> [Aim of the task]:
Only one stretch of the records below should be repeated. It starts with the line containing "if self.queue.len() >" and goes on through the line containing "pub fn new(config: BucketsConfig)", exactly as written.

> [Data in this exercise]:
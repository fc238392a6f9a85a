//! Balance-partitioned priority queues feeding the priority scheduler.
//!
//! Blocks land in one of 62 buckets chosen by the account balance, and
//! inside a bucket they are ordered by time (older first). Buckets are served
//! round robin so that a flood of blocks from one balance class cannot starve
//! the others.

use lattice_types::{Amount, Block, BlockHash};
use std::cmp::Ordering;
use std::collections::BTreeSet;
use std::sync::Arc;

#[derive(Clone, Debug, PartialEq, Eq)]
pub struct BucketsConfig {
    /// Capacity of the whole container; every bucket gets an equal share.
    pub max_blocks: usize,
}

impl Default for BucketsConfig {
    fn default() -> Self {
        Self { max_blocks: 8192 }
    }
}

#[derive(Clone, Debug)]
struct Entry {
    time: u64,
    block: Arc<Block>,
}

impl Entry {
    fn key(&self) -> (u64, BlockHash) {
        (self.time, self.block.hash())
    }
}

impl Ord for Entry {
    fn cmp(&self, other: &Self) -> Ordering {
        self.key().cmp(&other.key())
    }
}

impl PartialOrd for Entry {
    fn partial_cmp(&self, other: &Self) -> Option<Ordering> {
        Some(self.cmp(other))
    }
}

impl PartialEq for Entry {
    fn eq(&self, other: &Self) -> bool {
        self.key() == other.key()
    }
}

impl Eq for Entry {}

/// Blocks of one balance class, ordered by `(time, hash)`.
struct Bucket {
    maximum: usize,
    queue: BTreeSet<Entry>,
}

impl Bucket {
    fn new(maximum: usize) -> Self {
        Self {
            maximum,
            queue: BTreeSet::new(),
        }
    }

    fn top(&self) -> Option<&Arc<Block>> {
        self.queue.first().map(|e| &e.block)
    }

    fn pop(&mut self) -> Option<Arc<Block>> {
        self.queue.pop_first().map(|e| e.block)
    }

    /// Returns `false` if the block was a duplicate or was itself evicted.
    fn push(&mut self, time: u64, block: Arc<Block>) -> bool {
        let key = (time, block.hash());
        if !self.queue.insert(Entry { time, block }) {
            return false;
        }
        if self.queue.len() > self.maximum {
            if let Some(evicted) = self.queue.pop_last() {
                return evicted.key() != key;
            }
        }
        true
    }

    fn len(&self) -> usize {
        self.queue.len()
    }

    fn is_empty(&self) -> bool {
        self.queue.is_empty()
    }
}

/// Lower balance bound of every bucket. Bucket 0 starts at zero and the last
/// bucket holds everything from 2^120 raw upwards.
fn bucket_minimums() -> Vec<u128> {
    let mut minimums = vec![0u128];
    let mut region = |begin: u128, end: u128, count: u128| {
        let width = (end - begin) / count;
        minimums.extend((0..count).map(|i| begin + i * width));
    };
    region(1 << 88, 1 << 92, 2);
    region(1 << 92, 1 << 96, 4);
    region(1 << 96, 1 << 100, 8);
    region(1 << 100, 1 << 104, 16);
    region(1 << 104, 1 << 108, 16);
    region(1 << 108, 1 << 112, 8);
    region(1 << 112, 1 << 116, 4);
    region(1 << 116, 1 << 120, 2);
    minimums.push(1 << 120);
    minimums
}

pub struct Buckets {
    buckets: Vec<Bucket>,
    minimums: Vec<u128>,
    /// Bucket served by the next `top`/`pop`.
    current: usize,
}

impl Buckets {
    pub fn new(config: BucketsConfig) -> Self {
        let minimums = bucket_minimums();
        let bucket_max = (config.max_blocks / minimums.len()).max(1);
        let buckets = minimums.iter().map(|_| Bucket::new(bucket_max)).collect();
        Self {
            buckets,
            minimums,
            current: 0,
        }
    }

    /// Queue `block` in the bucket for `priority`.
    ///
    /// Returns `true` if the block is now queued. A full bucket drops its
    /// newest entry, which may be the block just pushed.
    pub fn push(&mut self, time: u64, block: Arc<Block>, priority: Amount) -> bool {
        let was_empty = self.is_empty();
        let index = self.index(priority);
        let queued = self.buckets[index].push(time, block);
        if was_empty {
            self.seek();
        }
        queued
    }

    /// Oldest block of the current bucket.
    pub fn top(&self) -> Option<&Arc<Block>> {
        self.buckets[self.current].top()
    }

    /// Remove the oldest block of the current bucket and move on to the
    /// next non-empty bucket.
    pub fn pop(&mut self) -> Option<Arc<Block>> {
        let block = self.buckets[self.current].pop();
        self.seek();
        block
    }

    /// Bucket index for a balance. Monotonic in `amount`.
    pub fn index(&self, amount: Amount) -> usize {
        let value = amount.number();
        self.minimums.partition_point(|min| *min <= value) - 1
    }

    pub fn len(&self) -> usize {
        self.buckets.iter().map(Bucket::len).sum()
    }

    pub fn is_empty(&self) -> bool {
        self.buckets.iter().all(Bucket::is_empty)
    }

    pub fn bucket_count(&self) -> usize {
        self.buckets.len()
    }

    pub fn bucket_size(&self, index: usize) -> usize {
        self.buckets.get(index).map_or(0, Bucket::len)
    }

    /// Index of the bucket `top`/`pop` will serve.
    pub fn current(&self) -> usize {
        self.current
    }

    fn next(&mut self) {
        self.current = (self.current + 1) % self.buckets.len();
    }

    fn seek(&mut self) {
        self.next();
        for _ in 0..self.buckets.len() {
            if !self.buckets[self.current].is_empty() {
                break;
            }
            self.next();
        }
    }
}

> [Expected answer]:
        if self.queue.len() > self.maximum {
            if let Some(evicted) = self.queue.pop_last() {
                return evicted.key() != key;
            }
        }
        true
    }

    fn len(&self) -> usize {
        self.queue.len()
    }

    fn is_empty(&self) -> bool {
        self.queue.is_empty()
    }
}

/// Lower balance bound of every bucket. Bucket 0 starts at zero and the last
/// bucket holds everything from 2^120 raw upwards.
fn bucket_minimums() -> Vec<u128> {
    let mut minimums = vec![0u128];
    let mut region = |begin: u128, end: u128, count: u128| {
        let width = (end - begin) / count;
        minimums.extend((0..count).map(|i| begin + i * width));
    };
    region(1 << 88, 1 << 92, 2);
    region(1 << 92, 1 << 96, 4);
    region(1 << 96, 1 << 100, 8);
    region(1 << 100, 1 << 104, 16);
    region(1 << 104, 1 << 108, 16);
    region(1 << 108, 1 << 112, 8);
    region(1 << 112, 1 << 116, 4);
    region(1 << 116, 1 << 120, 2);
    minimums.push(1 << 120);
    minimums
}

pub struct Buckets {
    buckets: Vec<Bucket>,
    minimums: Vec<u128>,
    /// Bucket served by the next `top`/`pop`.
    current: usize,
}

impl Buckets {
    pub fn new(config: BucketsConfig) -> Self {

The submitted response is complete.